L’usage leur laisse indifféremment la liberté de brûler leurs morts ou de les enterrer. On jette les cendres des uns dans la rivière la plus voisine ; les autres sont ensevelis les jambes croisées, c’est-à-dire, dans la posture où ils s’asseyent ordinairement. Si l’on en croit la tradition du pays, les femmes étaient autrefois si livrées a la débauche, qu’elles empoisonnaient leurs maris pour s’y abandonner plus librement. Ce désordre, répandu dans toutes les conditions, ne put être arrêté que par de rigoureuses lois qui obligeaient une veuve de se brûler avec son mari, sur le seul fondement qu’elle pouvait avoir procuré sa mort par l’avantage qu’elle trouvait à lui survivre. Cet usage subsiste encore dans quelques autres pays des Indes ; mais, du temps de Méthold, on en avait adouci la rigueur à Golconde. La loi n’ôtait aux veuves que la liberté de se remarier, en leur laissant néanmoins celle de se brûler par un simple mouvement de tendresse, et dans l’espérance de rejoindre l’objet de leur affection. Ce motif n’a souvent que trop de force, surtout dans de jeunes femmes qui se voient condamnées pour le reste de leur vie aux horreurs du veuvage. On peut même conclure du récit de Méthold non-seulement que les femmes sont élevées dans des préjugés favorables à l’ancien usage, mais que toute la nation n’est pas fâchée qu’il se perpétue.
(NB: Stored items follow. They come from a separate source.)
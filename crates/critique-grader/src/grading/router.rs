use std::sync::Arc;

use axum::{
    extract::State,
    http::StatusCode,
    response::{IntoResponse, Response},
    routing::post,
    Router,
};
use serde_json::json;

use super::cache::ScoreCache;
use super::service::{
    ClassScoreRequest, GradingService, GradingServiceError, MatchRequest, ScoreRequest,
};

/// Router builder exposing HTTP endpoints for matching and scoring.
pub fn grading_router<C>(service: Arc<GradingService<C>>) -> Router
where
    C: ScoreCache + 'static,
{
    Router::new()
        .route("/api/v1/grading/match", post(match_handler::<C>))
        .route("/api/v1/grading/score", post(score_handler::<C>))
        .route("/api/v1/grading/score/batch", post(batch_handler::<C>))
        .with_state(service)
}

fn error_response(error: GradingServiceError) -> Response {
    let status = match error {
        GradingServiceError::Invalid(_) => StatusCode::UNPROCESSABLE_ENTITY,
        GradingServiceError::Cache(_) => StatusCode::INTERNAL_SERVER_ERROR,
    };
    let payload = json!({
        "error": error.to_string(),
    });
    (status, axum::Json(payload)).into_response()
}

pub(crate) async fn match_handler<C>(
    State(service): State<Arc<GradingService<C>>>,
    axum::Json(request): axum::Json<MatchRequest>,
) -> Response
where
    C: ScoreCache + 'static,
{
    match service.match_text(&request) {
        Ok(matches) => (StatusCode::OK, axum::Json(matches)).into_response(),
        Err(error) => error_response(error),
    }
}

pub(crate) async fn score_handler<C>(
    State(service): State<Arc<GradingService<C>>>,
    axum::Json(request): axum::Json<ScoreRequest>,
) -> Response
where
    C: ScoreCache + 'static,
{
    match service.score_text(&request) {
        Ok(scored) => (StatusCode::OK, axum::Json(scored)).into_response(),
        Err(error) => error_response(error),
    }
}

pub(crate) async fn batch_handler<C>(
    State(service): State<Arc<GradingService<C>>>,
    axum::Json(request): axum::Json<ClassScoreRequest>,
) -> Response
where
    C: ScoreCache + 'static,
{
    // Class scoring fans out on the rayon pool; keep it off the async workers.
    let scored = tokio::task::spawn_blocking(move || service.score_class(&request)).await;
    match scored {
        Ok(scores) => (StatusCode::OK, axum::Json(scores)).into_response(),
        Err(join_error) => {
            tracing::error!(%join_error, "class scoring task failed");
            let payload = json!({ "error": "class scoring failed" });
            (StatusCode::INTERNAL_SERVER_ERROR, axum::Json(payload)).into_response()
        }
    }
}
Il nous reste à parler des mines de Golconde. Tavernier se vante d’être le premier Européen qui les ait visitées ; il se trompe. Ce même anglais Méthold, dont nous avons mêlé les observations à celles de Tavernier, avait fait un voyage aux mines en 1622 ; et nous transcrirons son récit avant celui du voyageur français.

Méthold ayant entendu parler avec admiration d’une mine de diamans dont le roi de Golconde s’était mis en possession, et qui attirait tous les joailliers des pays voisins, ne put résister à la curiosité de la visiter. On attribuait cette découverte au hasard. Un berger, gardant son troupeau dans un champ écarté, avait donné du pied contre une pierre qui lui avait paru jeter quelque éclat. Il l’avait ramassée, et l’ayant vendue pour un peu de riz à quelqu’un qui n’en connaissait pas mieux la valeur, elle était passée de mains en mains, sans rapporter beaucoup de profit à ses maîtres, jusqu’à celle d’un marchand plus éclairé, qui, par de longues recherches, était parvenu enfin à découvrir la mine. Méthold, également curieux de voir le lieu d’où l’on tirait une si riche production de la nature, et de connaître l’ordre qui s’observait dans le travail, entreprit ce voyage avec Socore et Thomason, tous deux employés comme lui au service de la compagnie anglaise dans le comptoir de Masulipatan.

Ils employèrent quatre jours à traverser un pays désert, stérile et rempli de montagnes. Cet espace leur parut d’environ cent huit milles d’Angleterre. Le premier étonnement fut de trouver les environs de la mine fort peuplés, non-seulement par la multitude des ouvriers que le roi ne cessait pas d’y envoyer, mais encore par un grand nombre d’étrangers que l’avidité du gain attirait de toutes les contrées voisines. Les trois Anglais se logèrent dans une hôtellerie assez commode ; et pour suivre l’usage établi, ils rendirent une visite de civilité au gouverneur, Radja Ravio, qui était bramine ; le roi l’avait chargé de recevoir les droits de la couronne, et de conserver l’ordre entre quantité de nations différentes. Cet officier leur fit voir de fort beaux diamans dont le plus précieux était de trente carats, et pouvait se tailler en pointe.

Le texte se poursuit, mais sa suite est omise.